The changing face of Dundee's main street

DUNDEE—Over the last two years, the Dundee business district has slowly started to look a little different.
New stores have opened up during the summer. The most recent is Wise Guys Pizza opening next to the Presbyterian church. As part of the Our Town RoCKS program, the Crocodile Mercantile also recently opened, giving a venue to to sell musical equipment and local crafts.
Volunteers also helped put up planters with trees in them earlier this summer.
Some existing business have made a few changes over the last few years. Most recent is work being done to the Dundee Family Fun Center.
Just a few buildings down from there, the Sugarcreek gas station at the four corners became a Wilson Farms. After many years of shopping at Giles’ ShurFine, residents now make the same trip to Martini’s ShurFine. Water Street Pharmacy now sports vintage windows and doors, giving it the feel it had around 50 years ago.
Like any village, Dundee has shown drastic changes over the years since the village was started. For Dundee’s first 100 years, many of those changes were precipitated by a number of fires that destroyed whole sections of the village. A look back at the last 200 years of Dundee is the historical society’s current exhibit.

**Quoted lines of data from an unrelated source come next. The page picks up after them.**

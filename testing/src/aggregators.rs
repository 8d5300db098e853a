//! Aggregators for asserting on what a catchup delivered.

use alluvial_core::aggregator::Aggregator;
use alluvial_core::cursor::CursorPosition;
use alluvial_core::stream::Batch;
use futures::FutureExt;
use futures::future::{self, BoxFuture};
use std::sync::atomic::{AtomicUsize, Ordering};
use std::sync::{Arc, Mutex, PoisonError};

/// Passes the projection through unchanged and remembers every item and
/// batch it saw.
///
/// Clones share the same record, so keep one to inspect after subscribing
/// another.
#[derive(Debug)]
pub struct RecordingAggregator<D> {
    items: Arc<Mutex<Vec<D>>>,
    batches: Arc<AtomicUsize>,
}

impl<D> Clone for RecordingAggregator<D> {
    fn clone(&self) -> Self {
        Self {
            items: Arc::clone(&self.items),
            batches: Arc::clone(&self.batches),
        }
    }
}

impl<D> Default for RecordingAggregator<D> {
    fn default() -> Self {
        Self {
            items: Arc::new(Mutex::new(Vec::new())),
            batches: Arc::new(AtomicUsize::new(0)),
        }
    }
}

impl<D: Clone> RecordingAggregator<D> {
    /// A recorder that has seen nothing.
    #[must_use]
    pub fn new() -> Self {
        Self::default()
    }

    /// Every item seen, in the order it was aggregated.
    #[must_use]
    pub fn items(&self) -> Vec<D> {
        self.items.lock().unwrap_or_else(PoisonError::into_inner).clone()
    }

    /// Number of non-empty batches seen.
    #[must_use]
    pub fn batches(&self) -> usize {
        self.batches.load(Ordering::SeqCst)
    }
}

impl<V, D, P> Aggregator<V, D, P> for RecordingAggregator<D>
where
    V: Send + 'static,
    D: Clone + Send + Sync,
    P: CursorPosition,
{
    fn aggregate(&self, projection: V, batch: Arc<Batch<D, P>>) -> BoxFuture<'_, anyhow::Result<V>> {
        if !batch.is_empty() {
            self.batches.fetch_add(1, Ordering::SeqCst);
        }
        self.items
            .lock()
            .unwrap_or_else(PoisonError::into_inner)
            .extend(batch.iter().cloned());
        future::ready(Ok(projection)).boxed()
    }
}

/// Counts items into a `usize` projection.
#[derive(Debug, Clone, Copy, Default)]
pub struct CountingAggregator;

impl<D, P> Aggregator<usize, D, P> for CountingAggregator
where
    D: Send + Sync,
    P: CursorPosition,
{
    fn aggregate(&self, projection: usize, batch: Arc<Batch<D, P>>) -> BoxFuture<'_, anyhow::Result<usize>> {
        future::ready(Ok(projection + batch.len())).boxed()
    }
}

#[cfg(test)]
#[allow(clippy::unwrap_used)]
mod tests {
    use super::*;

    fn batch(items: &[i64]) -> Arc<Batch<i64, i64>> {
        Arc::new(Batch::new(
            None,
            items.iter().map(|item| (*item, *item)).collect(),
        ))
    }

    #[tokio::test]
    async fn records_items_across_clones() {
        let recorder = RecordingAggregator::new();
        let subscribed = recorder.clone();

        let value = subscribed.aggregate("unchanged", batch(&[1, 2])).await.unwrap();
        subscribed.aggregate("unchanged", batch(&[])).await.unwrap();
        subscribed.aggregate("unchanged", batch(&[3])).await.unwrap();

        assert_eq!(value, "unchanged");
        assert_eq!(recorder.items(), vec![1, 2, 3]);
        assert_eq!(recorder.batches(), 2);
    }

    #[tokio::test]
    async fn counts_items() {
        let total = CountingAggregator.aggregate(2, batch(&[7, 8, 9])).await.unwrap();
        assert_eq!(total, 5);
    }
}
//! Type-erased positions and late-bound cursors.
//!
//! Generic code sometimes needs a cursor before it knows which position type
//! a stream uses (for example when restoring persisted cursors by name).
//! [`PositionValue`] is the closed set of supported position kinds and
//! [`DeferredCursor`] binds to one of them on first use.

use crate::cursor::{Cursor, CursorError};
use crate::guid;
use chrono::{DateTime, Utc};
use serde::{Deserialize, Serialize};
use std::cmp::Ordering;
use uuid::Uuid;

/// A position of any supported kind.
#[derive(Clone, Debug, PartialEq, Eq, Hash, Serialize, Deserialize)]
pub enum PositionValue {
    /// Integer sequence number.
    Sequence(i64),
    /// Timestamp.
    Timestamp(DateTime<Utc>),
    /// String in lexical order.
    Text(String),
    /// GUID in database sort order.
    Guid(Uuid),
}

impl PositionValue {
    /// Human-readable name of this position's kind.
    #[must_use]
    pub const fn kind(&self) -> &'static str {
        match self {
            Self::Sequence(_) => "sequence",
            Self::Timestamp(_) => "timestamp",
            Self::Text(_) => "text",
            Self::Guid(_) => "guid",
        }
    }

    const fn rank(&self) -> u8 {
        match self {
            Self::Sequence(_) => 0,
            Self::Timestamp(_) => 1,
            Self::Text(_) => 2,
            Self::Guid(_) => 3,
        }
    }

    /// Compare two positions of the same kind.
    ///
    /// # Errors
    ///
    /// Returns [`CursorError::IncompatiblePosition`] when the kinds differ.
    pub fn try_cmp(&self, other: &Self) -> Result<Ordering, CursorError> {
        match (self, other) {
            (Self::Sequence(a), Self::Sequence(b)) => Ok(a.cmp(b)),
            (Self::Timestamp(a), Self::Timestamp(b)) => Ok(a.cmp(b)),
            (Self::Text(a), Self::Text(b)) => Ok(a.cmp(b)),
            (Self::Guid(a), Self::Guid(b)) => Ok(guid::database_order(a, b)),
            _ => Err(CursorError::IncompatiblePosition {
                expected: self.kind(),
                found: other.kind(),
            }),
        }
    }
}

impl Ord for PositionValue {
    fn cmp(&self, other: &Self) -> Ordering {
        self.try_cmp(other)
            .unwrap_or_else(|_| self.rank().cmp(&other.rank()))
    }
}

impl PartialOrd for PositionValue {
    fn partial_cmp(&self, other: &Self) -> Option<Ordering> {
        Some(self.cmp(other))
    }
}

impl From<i64> for PositionValue {
    fn from(value: i64) -> Self {
        Self::Sequence(value)
    }
}

impl From<DateTime<Utc>> for PositionValue {
    fn from(value: DateTime<Utc>) -> Self {
        Self::Timestamp(value)
    }
}

impl From<String> for PositionValue {
    fn from(value: String) -> Self {
        Self::Text(value)
    }
}

impl From<&str> for PositionValue {
    fn from(value: &str) -> Self {
        Self::Text(value.to_string())
    }
}

impl From<Uuid> for PositionValue {
    fn from(value: Uuid) -> Self {
        Self::Guid(value)
    }
}

/// A cursor whose position kind is decided by its first use.
///
/// Until bound, the cursor sits at the start of the stream. The first call to
/// [`DeferredCursor::bind`] or [`DeferredCursor::advance_to`] fixes the kind;
/// afterwards every operation is delegated to the bound cursor and positions
/// of another kind are rejected.
#[derive(Clone, Debug, Default)]
pub struct DeferredCursor {
    descending: bool,
    bound: Option<Cursor<PositionValue>>,
}

impl DeferredCursor {
    /// An unbound ascending cursor.
    #[must_use]
    pub const fn new() -> Self {
        Self {
            descending: false,
            bound: None,
        }
    }

    /// An unbound descending cursor.
    #[must_use]
    pub const fn new_descending() -> Self {
        Self {
            descending: true,
            bound: None,
        }
    }

    /// Bind to a concrete cursor, converting its position.
    ///
    /// # Errors
    ///
    /// Returns [`CursorError::AlreadyInitialized`] if the cursor is already bound.
    pub fn bind<P>(&mut self, cursor: &Cursor<P>) -> Result<(), CursorError>
    where
        P: crate::cursor::CursorPosition + Into<PositionValue>,
    {
        if self.bound.is_some() {
            return Err(CursorError::AlreadyInitialized);
        }
        let mut erased = match cursor.position() {
            Some(position) => Cursor::at(position.clone().into()),
            None => Cursor::new(),
        };
        if !cursor.ascending() {
            erased = erased.descending();
        }
        self.descending = !cursor.ascending();
        self.bound = Some(erased);
        Ok(())
    }

    /// Whether a position kind has been bound.
    #[must_use]
    pub const fn is_bound(&self) -> bool {
        self.bound.is_some()
    }

    /// The bound position kind, if any.
    #[must_use]
    pub fn kind(&self) -> Option<&'static str> {
        self.position().map(PositionValue::kind)
    }

    /// Current position.
    #[must_use]
    pub fn position(&self) -> Option<&PositionValue> {
        self.bound.as_ref().and_then(Cursor::position)
    }

    /// Whether the cursor is ascending.
    #[must_use]
    pub const fn ascending(&self) -> bool {
        !self.descending
    }

    /// Advance, binding the position kind if this is the first use.
    ///
    /// # Errors
    ///
    /// Returns [`CursorError::IncompatiblePosition`] if `position` is of a
    /// different kind than the bound one.
    pub fn advance_to(&mut self, position: impl Into<PositionValue>) -> Result<(), CursorError> {
        let position = position.into();
        self.check_kind(&position)?;
        let descending = self.descending;
        let cursor = self.bound.get_or_insert_with(|| {
            if descending {
                Cursor::new_descending()
            } else {
                Cursor::new()
            }
        });
        cursor.advance_to(position)
    }

    /// Whether the cursor has reached `point`.
    ///
    /// # Errors
    ///
    /// Returns [`CursorError::IncompatiblePosition`] if `point` is of a
    /// different kind than the bound one.
    pub fn has_reached(&self, point: &PositionValue) -> Result<bool, CursorError> {
        self.check_kind(point)?;
        Ok(self
            .bound
            .as_ref()
            .is_some_and(|cursor| cursor.has_reached(point)))
    }

    fn check_kind(&self, candidate: &PositionValue) -> Result<(), CursorError> {
        match self.position() {
            Some(current) if current.kind() != candidate.kind() => {
                Err(CursorError::IncompatiblePosition {
                    expected: current.kind(),
                    found: candidate.kind(),
                })
            }
            _ => Ok(()),
        }
    }
}

#[cfg(test)]
#[allow(clippy::unwrap_used)]
mod tests {
    use super::*;

    #[test]
    fn binds_on_first_advance() {
        let mut cursor = DeferredCursor::new();
        assert!(!cursor.is_bound());

        cursor.advance_to(5_i64).unwrap();
        assert_eq!(cursor.kind(), Some("sequence"));
        assert!(cursor.has_reached(&PositionValue::Sequence(4)).unwrap());
        assert!(!cursor.has_reached(&PositionValue::Sequence(6)).unwrap());
    }

    #[test]
    fn rejects_positions_of_another_kind() {
        let mut cursor = DeferredCursor::new();
        cursor.advance_to("m").unwrap();

        assert_eq!(
            cursor.advance_to(3_i64),
            Err(CursorError::IncompatiblePosition {
                expected: "text",
                found: "sequence",
            })
        );
        assert!(cursor.has_reached(&PositionValue::Sequence(1)).is_err());
    }

    #[test]
    fn rebinding_is_an_error() {
        let mut cursor = DeferredCursor::new();
        cursor.bind(&Cursor::at(10_i64).descending()).unwrap();

        assert!(!cursor.ascending());
        assert_eq!(cursor.position(), Some(&PositionValue::Sequence(10)));
        assert_eq!(
            cursor.bind(&Cursor::<i64>::new()),
            Err(CursorError::AlreadyInitialized)
        );
    }

    #[test]
    fn guid_positions_compare_in_database_order() {
        let low = Uuid::parse_str("ffffffff-ffff-ffff-ffff-000000000001").unwrap();
        let high = Uuid::parse_str("00000000-0000-0000-0000-000000000002").unwrap();

        assert_eq!(
            PositionValue::Guid(low).try_cmp(&PositionValue::Guid(high)),
            Ok(Ordering::Less)
        );
    }
}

This showcase gives people a chance to see what changes Dundee has undergone, and not just most recently. The Dundee Area Historical Society Executive Director Pam Miller said the fires that ended up helping shape the village include ones in 1859, 1860, 1861, 1894, 1899 and 1914. She explained that by the 20th century, the main structures on Water and Main Street were established, basically as they are today.
Miller said some changes included the modernizing, at the time, of storefronts. She said that in the 1950s and 1960s, storefronts went from having smaller windows to the large display ones most have now. Water Street Pharmacy returned its look to what it was before this change.
By the 1970s, Miller said Dundee had started on a “downward spiral.” Even now, Dundee doesn’t have all the businesses Miller said the village had up to that point; two hardware stores, two drug stores, places to shop for clothing, jewelry, etc.
“There used to be a lot more,” said Miller. However, she added that maybe now, if recent changes are any indication, Dundee is back on an upward spiral.